Please transcribe each of the records exactly as given.

- **SUPPLIED RECORDS**:
────
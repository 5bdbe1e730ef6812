//! Bounded retry with exponential backoff and jitter.
//!
//! Transient store failures are retried a fixed number of times before being
//! surfaced to the caller. Deterministic errors (validation, not-found,
//! insufficient funds, conflicts) are never retried.

use std::time::Duration;

use tally_core::{LedgerError, Result};

/// Retry configuration.
#[derive(Debug, Clone)]
pub struct RetryConfig {
    /// Retries after the initial attempt.
    pub max_retries: u32,

    /// Delay before the first retry.
    pub initial_delay_ms: u64,

    /// Upper bound on any single delay.
    pub max_delay_ms: u64,

    /// Multiplier applied per attempt.
    pub backoff_multiplier: f64,

    /// Jitter as a fraction of the computed delay.
    pub jitter_factor: f64,
}

impl Default for RetryConfig {
    fn default() -> Self {
        Self {
            max_retries: 3,
            initial_delay_ms: 50,
            max_delay_ms: 2000,
            backoff_multiplier: 2.0,
            jitter_factor: 0.1,
        }
    }
}

/// Bounded retry combinator for ledger operations.
pub struct RetryPolicy {
    config: RetryConfig,
}

impl RetryPolicy {
    /// Create a policy from the given configuration.
    #[must_use]
    pub fn new(config: RetryConfig) -> Self {
        Self { config }
    }

    /// Calculate the delay for the nth retry with exponential backoff and
    /// jitter.
    #[allow(
        clippy::cast_possible_truncation,
        clippy::cast_possible_wrap,
        clippy::cast_precision_loss,
        clippy::cast_sign_loss
    )]
    fn calculate_delay(&self, attempt: u32) -> Duration {
        let base_delay = self.config.initial_delay_ms as f64
            * self.config.backoff_multiplier.powi(attempt as i32);

        let capped_delay = base_delay.min(self.config.max_delay_ms as f64);

        // Jitter spreads out retries from callers that failed together.
        let jitter_range = capped_delay * self.config.jitter_factor;
        let jitter = (rand::random::<f64>() - 0.5) * jitter_range * 2.0;
        let final_delay = (capped_delay + jitter).max(0.0);

        Duration::from_millis(final_delay as u64)
    }

    /// Execute `operation`, retrying transient failures up to the
    /// configured budget.
    ///
    /// # Errors
    ///
    /// Returns the first non-transient error immediately, or the last
    /// transient error once the budget is exhausted.
    pub async fn run<F, Fut, T>(&self, operation_name: &str, operation: F) -> Result<T>
    where
        F: Fn() -> Fut,
        Fut: std::future::Future<Output = Result<T>>,
    {
        let mut last_error = None;

        for attempt in 0..=self.config.max_retries {
            if attempt > 0 {
                let delay = self.calculate_delay(attempt - 1);
                tracing::warn!(
                    attempt,
                    max_retries = self.config.max_retries,
                    operation = operation_name,
                    delay = ?delay,
                    "Retrying after transient failure"
                );
                tokio::time::sleep(delay).await;
            }

            match operation().await {
                Ok(result) => return Ok(result),
                Err(e) if e.is_transient() => {
                    last_error = Some(e);
                }
                Err(e) => return Err(e),
            }
        }

        Err(last_error.unwrap_or_else(|| {
            LedgerError::TransientStore("retry budget exhausted without error".into())
        }))
    }
}
//! Core types for the tally credit ledger.
//!
//! This crate provides the foundational types used throughout the ledger:
//!
//! - **Identifiers**: `AccountId`, `ReservationId`, `TransactionId`
//! - **Balances**: `AccountBalance`
//! - **Journal**: `Transaction`, `TransactionKind`
//! - **Holds**: `Reservation`, `ReservationStatus`
//! - **Audit**: `AuditEntry`, `AuditAction`
//! - **Metadata**: `Metadata` (validated, size-bounded)
//!
//! # Credit Unit
//!
//! **1 credit = $0.01 (1 cent)**
//!
//! All amounts are stored as `i64` integer cents to avoid floating point
//! precision issues. Two decimal places of currency are representable
//! exactly.

#![forbid(unsafe_code)]
#![warn(missing_docs)]
#![warn(clippy::all)]
#![warn(clippy::pedantic)]

pub mod audit;
pub mod balance;
pub mod error;
pub mod ids;
pub mod metadata;
pub mod reservation;
pub mod transaction;

pub use audit::{AuditAction, AuditEntry};
pub use balance::AccountBalance;
pub use error::{LedgerError, Result};
pub use ids::{AccountId, IdError, ReservationId, TransactionId};
pub use metadata::{Metadata, MAX_METADATA_FIELD_BYTES};
pub use reservation::{Reservation, ReservationStatus};
pub use transaction::{Transaction, TransactionKind};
────
- **OUTPUT OF THE TASK**:
repository 5bdbe1e730ef6812
//! Bounded retry with exponential backoff and jitter.
//!
//! Transient store failures are retried a fixed number of times before being
//! surfaced to the caller. Deterministic errors (validation, not-found,
//! insufficient funds, conflicts) are never retried.

use std::time::Duration;

use tally_core::{LedgerError, Result};

/// Retry configuration.
#[derive(Debug, Clone)]
pub struct RetryConfig {
    /// Retries after the initial attempt.
    pub max_retries: u32,

    /// Delay before the first retry.
    pub initial_delay_ms: u64,

    /// Upper bound on any single delay.
    pub max_delay_ms: u64,

    /// Multiplier applied per attempt.
    pub backoff_multiplier: f64,

    /// Jitter as a fraction of the computed delay.
    pub jitter_factor: f64,
}

impl Default for RetryConfig {
    fn default() -> Self {
        Self {
            max_retries: 3,
            initial_delay_ms: 50,
            max_delay_ms: 2000,
            backoff_multiplier: 2.0,
            jitter_factor: 0.1,
        }
    }
}

/// Bounded retry combinator for ledger operations.
pub struct RetryPolicy {
    config: RetryConfig,
}

impl RetryPolicy {
    /// Create a policy from the given configuration.
    #[must_use]
    pub fn new(config: RetryConfig) -> Self {
        Self { config }
    }

    /// Calculate the delay for the nth retry with exponential backoff and
    /// jitter.
    #[allow(
        clippy::cast_possible_truncation,
        clippy::cast_possible_wrap,
        clippy::cast_precision_loss,
        clippy::cast_sign_loss
    )]
    fn calculate_delay(&self, attempt: u32) -> Duration {
        let base_delay = self.config.initial_delay_ms as f64
            * self.config.backoff_multiplier.powi(attempt as i32);

        let capped_delay = base_delay.min(self.config.max_delay_ms as f64);

        // Jitter spreads out retries from callers that failed together.
        let jitter_range = capped_delay * self.config.jitter_factor;
        let jitter = (rand::random::<f64>() - 0.5) * jitter_range * 2.0;
        let final_delay = (capped_delay + jitter).max(0.0);

        Duration::from_millis(final_delay as u64)
    }

    /// Execute `operation`, retrying transient failures up to the
    /// configured budget.
    ///
    /// # Errors
    ///
    /// Returns the first non-transient error immediately, or the last
    /// transient error once the budget is exhausted.
    pub async fn run<F, Fut, T>(&self, operation_name: &str, operation: F) -> Result<T>
    where
        F: Fn() -> Fut,
        Fut: std::future::Future<Output = Result<T>>,
    {
        let mut last_error = None;

        for attempt in 0..=self.config.max_retries {
            if attempt > 0 {
                let delay = self.calculate_delay(attempt - 1);
                tracing::warn!(
                    attempt,
                    max_retries = self.config.max_retries,
                    operation = operation_name,
                    delay = ?delay,
                    "Retrying after transient failure"
                );
                tokio::time::sleep(delay).await;
            }

            match operation().await {
                Ok(result) => return Ok(result),
                Err(e) if e.is_transient() => {
                    last_error = Some(e);
                }
                Err(e) => return Err(e),
            }
        }

        Err(last_error.unwrap_or_else(|| {
            LedgerError::TransientStore("retry budget exhausted without error".into())
        }))
    }
}
//! Core types for the tally credit ledger.
//!
//! This crate provides the foundational types used throughout the ledger:
//!
//! - **Identifiers**: `AccountId`, `ReservationId`, `TransactionId`
//! - **Balances**: `AccountBalance`
//! - **Journal**: `Transaction`, `TransactionKind`
//! - **Holds**: `Reservation`, `ReservationStatus`
//! - **Audit**: `AuditEntry`, `AuditAction`
//! - **Metadata**: `Metadata` (validated, size-bounded)
//!
//! # Credit Unit
//!
//! **1 credit = $0.01 (1 cent)**
//!
//! All amounts are stored as `i64` integer cents to avoid floating point
//! precision issues. Two decimal places of currency are representable
//! exactly.

#![forbid(unsafe_code)]
#![warn(missing_docs)]
#![warn(clippy::all)]
#![warn(clippy::pedantic)]

pub mod audit;
pub mod balance;
pub mod error;
pub mod ids;
pub mod metadata;
pub mod reservation;
pub mod transaction;

pub use audit::{AuditAction, AuditEntry};
pub use balance::AccountBalance;
pub use error::{LedgerError, Result};
pub use ids::{AccountId, IdError, ReservationId, TransactionId};
pub use metadata::{Metadata, MAX_METADATA_FIELD_BYTES};
pub use reservation::{Reservation, ReservationStatus};
pub use transaction::{Transaction, TransactionKind};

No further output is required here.